> Task
Would you repeat each of the lines below exactly?

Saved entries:

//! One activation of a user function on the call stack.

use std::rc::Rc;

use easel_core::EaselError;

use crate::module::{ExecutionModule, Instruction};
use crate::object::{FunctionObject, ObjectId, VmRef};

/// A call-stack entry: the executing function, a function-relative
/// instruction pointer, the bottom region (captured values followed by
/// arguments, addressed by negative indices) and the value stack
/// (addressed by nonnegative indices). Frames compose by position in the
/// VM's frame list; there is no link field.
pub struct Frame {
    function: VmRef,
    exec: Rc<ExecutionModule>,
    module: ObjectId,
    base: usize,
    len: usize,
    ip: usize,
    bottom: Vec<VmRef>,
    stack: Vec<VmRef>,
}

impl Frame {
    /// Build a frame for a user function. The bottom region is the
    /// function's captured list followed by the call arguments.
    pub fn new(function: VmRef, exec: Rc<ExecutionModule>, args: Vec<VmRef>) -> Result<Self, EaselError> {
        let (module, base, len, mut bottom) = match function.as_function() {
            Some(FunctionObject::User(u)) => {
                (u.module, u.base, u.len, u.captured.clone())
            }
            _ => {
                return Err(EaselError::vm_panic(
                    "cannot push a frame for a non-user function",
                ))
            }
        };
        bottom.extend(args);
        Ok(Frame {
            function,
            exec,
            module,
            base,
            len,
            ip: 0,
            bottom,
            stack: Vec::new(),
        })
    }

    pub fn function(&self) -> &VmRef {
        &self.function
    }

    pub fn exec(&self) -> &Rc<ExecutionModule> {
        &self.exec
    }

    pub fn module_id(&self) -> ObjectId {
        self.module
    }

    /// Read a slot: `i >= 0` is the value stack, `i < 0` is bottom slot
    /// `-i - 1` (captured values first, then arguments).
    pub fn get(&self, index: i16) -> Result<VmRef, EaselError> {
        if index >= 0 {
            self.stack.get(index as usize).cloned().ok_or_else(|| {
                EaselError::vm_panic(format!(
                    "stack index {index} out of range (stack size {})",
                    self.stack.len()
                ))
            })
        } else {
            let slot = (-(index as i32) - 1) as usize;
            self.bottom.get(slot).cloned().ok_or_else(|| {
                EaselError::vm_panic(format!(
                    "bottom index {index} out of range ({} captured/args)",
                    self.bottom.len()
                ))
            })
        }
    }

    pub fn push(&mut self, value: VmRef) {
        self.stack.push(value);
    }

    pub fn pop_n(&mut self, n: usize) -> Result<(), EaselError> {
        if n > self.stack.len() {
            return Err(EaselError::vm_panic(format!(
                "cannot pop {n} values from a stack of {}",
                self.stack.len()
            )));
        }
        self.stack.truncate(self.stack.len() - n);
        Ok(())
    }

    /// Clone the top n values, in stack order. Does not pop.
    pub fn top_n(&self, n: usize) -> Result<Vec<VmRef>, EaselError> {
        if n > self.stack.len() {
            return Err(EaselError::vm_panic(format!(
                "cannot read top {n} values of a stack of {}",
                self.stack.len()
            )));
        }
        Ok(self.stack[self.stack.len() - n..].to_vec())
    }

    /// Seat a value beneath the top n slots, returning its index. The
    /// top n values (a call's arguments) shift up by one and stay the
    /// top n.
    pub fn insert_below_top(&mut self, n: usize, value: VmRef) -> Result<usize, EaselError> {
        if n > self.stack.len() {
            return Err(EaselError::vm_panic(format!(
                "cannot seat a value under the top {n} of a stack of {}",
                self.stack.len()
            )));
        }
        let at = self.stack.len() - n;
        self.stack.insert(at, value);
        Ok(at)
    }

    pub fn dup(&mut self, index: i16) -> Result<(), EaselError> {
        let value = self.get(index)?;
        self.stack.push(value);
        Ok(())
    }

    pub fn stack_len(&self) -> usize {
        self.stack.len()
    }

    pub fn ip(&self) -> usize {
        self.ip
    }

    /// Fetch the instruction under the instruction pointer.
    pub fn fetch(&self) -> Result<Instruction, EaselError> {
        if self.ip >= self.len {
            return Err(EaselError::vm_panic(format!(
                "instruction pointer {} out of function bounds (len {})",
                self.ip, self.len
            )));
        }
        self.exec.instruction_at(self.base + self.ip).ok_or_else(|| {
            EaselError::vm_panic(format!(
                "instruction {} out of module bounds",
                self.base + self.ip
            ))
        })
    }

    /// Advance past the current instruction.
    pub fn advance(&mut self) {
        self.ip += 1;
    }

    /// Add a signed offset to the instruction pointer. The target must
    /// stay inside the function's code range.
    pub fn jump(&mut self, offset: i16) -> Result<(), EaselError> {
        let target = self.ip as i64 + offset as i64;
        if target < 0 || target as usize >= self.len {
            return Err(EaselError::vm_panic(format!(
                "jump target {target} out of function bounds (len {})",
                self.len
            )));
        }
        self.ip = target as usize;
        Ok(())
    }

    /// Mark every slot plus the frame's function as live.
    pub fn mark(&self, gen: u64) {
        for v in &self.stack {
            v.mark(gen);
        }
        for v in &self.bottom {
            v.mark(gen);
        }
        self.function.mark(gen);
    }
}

> Result of the exercise
//! One activation of a user function on the call stack.

use std::rc::Rc;

use easel_core::EaselError;

use crate::module::{ExecutionModule, Instruction};
use crate::object::{FunctionObject, ObjectId, VmRef};

/// A call-stack entry: the executing function, a function-relative
/// instruction pointer, the bottom region (captured values followed by
/// arguments, addressed by negative indices) and the value stack
/// (addressed by nonnegative indices). Frames compose by position in the
/// VM's frame list; there is no link field.
pub struct Frame {
    function: VmRef,
    exec: Rc<ExecutionModule>,
    module: ObjectId,
    base: usize,
    len: usize,
    ip: usize,
    bottom: Vec<VmRef>,
    stack: Vec<VmRef>,
}

impl Frame {
    /// Build a frame for a user function. The bottom region is the
    /// function's captured list followed by the call arguments.
    pub fn new(function: VmRef, exec: Rc<ExecutionModule>, args: Vec<VmRef>) -> Result<Self, EaselError> {
        let (module, base, len, mut bottom) = match function.as_function() {
            Some(FunctionObject::User(u)) => {
                (u.module, u.base, u.len, u.captured.clone())
            }
            _ => {
                return Err(EaselError::vm_panic(
                    "cannot push a frame for a non-user function",
                ))
            }
        };
        bottom.extend(args);
        Ok(Frame {
            function,
            exec,
            module,
            base,
            len,
            ip: 0,
            bottom,
            stack: Vec::new(),
        })
    }

    pub fn function(&self) -> &VmRef {
        &self.function
    }

    pub fn exec(&self) -> &Rc<ExecutionModule> {
        &self.exec
    }

    pub fn module_id(&self) -> ObjectId {
        self.module
    }

    /// Read a slot: `i >= 0` is the value stack, `i < 0` is bottom slot
    /// `-i - 1` (captured values first, then arguments).
    pub fn get(&self, index: i16) -> Result<VmRef, EaselError> {
        if index >= 0 {
            self.stack.get(index as usize).cloned().ok_or_else(|| {
                EaselError::vm_panic(format!(
                    "stack index {index} out of range (stack size {})",
                    self.stack.len()
                ))
            })
        } else {
            let slot = (-(index as i32) - 1) as usize;
            self.bottom.get(slot).cloned().ok_or_else(|| {
                EaselError::vm_panic(format!(
                    "bottom index {index} out of range ({} captured/args)",
                    self.bottom.len()
                ))
            })
        }
    }

    pub fn push(&mut self, value: VmRef) {
        self.stack.push(value);
    }

    pub fn pop_n(&mut self, n: usize) -> Result<(), EaselError> {
        if n > self.stack.len() {
            return Err(EaselError::vm_panic(format!(
                "cannot pop {n} values from a stack of {}",
                self.stack.len()
            )));
        }
        self.stack.truncate(self.stack.len() - n);
        Ok(())
    }

    /// Clone the top n values, in stack order. Does not pop.
    pub fn top_n(&self, n: usize) -> Result<Vec<VmRef>, EaselError> {
        if n > self.stack.len() {
            return Err(EaselError::vm_panic(format!(
                "cannot read top {n} values of a stack of {}",
                self.stack.len()
            )));
        }
        Ok(self.stack[self.stack.len() - n..].to_vec())
    }

    /// Seat a value beneath the top n slots, returning its index. The
    /// top n values (a call's arguments) shift up by one and stay the
    /// top n.
    pub fn insert_below_top(&mut self, n: usize, value: VmRef) -> Result<usize, EaselError> {
        if n > self.stack.len() {
            return Err(EaselError::vm_panic(format!(
                "cannot seat a value under the top {n} of a stack of {}",
                self.stack.len()
            )));
        }
        let at = self.stack.len() - n;
        self.stack.insert(at, value);
        Ok(at)
    }

    pub fn dup(&mut self, index: i16) -> Result<(), EaselError> {
        let value = self.get(index)?;
        self.stack.push(value);
        Ok(())
    }

    pub fn stack_len(&self) -> usize {
        self.stack.len()
    }

    pub fn ip(&self) -> usize {
        self.ip
    }

    /// Fetch the instruction under the instruction pointer.
    pub fn fetch(&self) -> Result<Instruction, EaselError> {
        if self.ip >= self.len {
            return Err(EaselError::vm_panic(format!(
                "instruction pointer {} out of function bounds (len {})",
                self.ip, self.len
            )));
        }
        self.exec.instruction_at(self.base + self.ip).ok_or_else(|| {
            EaselError::vm_panic(format!(
                "instruction {} out of module bounds",
                self.base + self.ip
            ))
        })
    }

    /// Advance past the current instruction.
    pub fn advance(&mut self) {
        self.ip += 1;
    }

    /// Add a signed offset to the instruction pointer. The target must
    /// stay inside the function's code range.
    pub fn jump(&mut self, offset: i16) -> Result<(), EaselError> {
        let target = self.ip as i64 + offset as i64;
        if target < 0 || target as usize >= self.len {
            return Err(EaselError::vm_panic(format!(
                "jump target {target} out of function bounds (len {})",
                self.len
            )));
        }
        self.ip = target as usize;
        Ok(())
    }

    /// Mark every slot plus the frame's function as live.
    pub fn mark(&self, gen: u64) {
        for v in &self.stack {
            v.mark(gen);
        }
        for v in &self.bottom {
            v.mark(gen);
        }
        self.function.mark(gen);
    }
}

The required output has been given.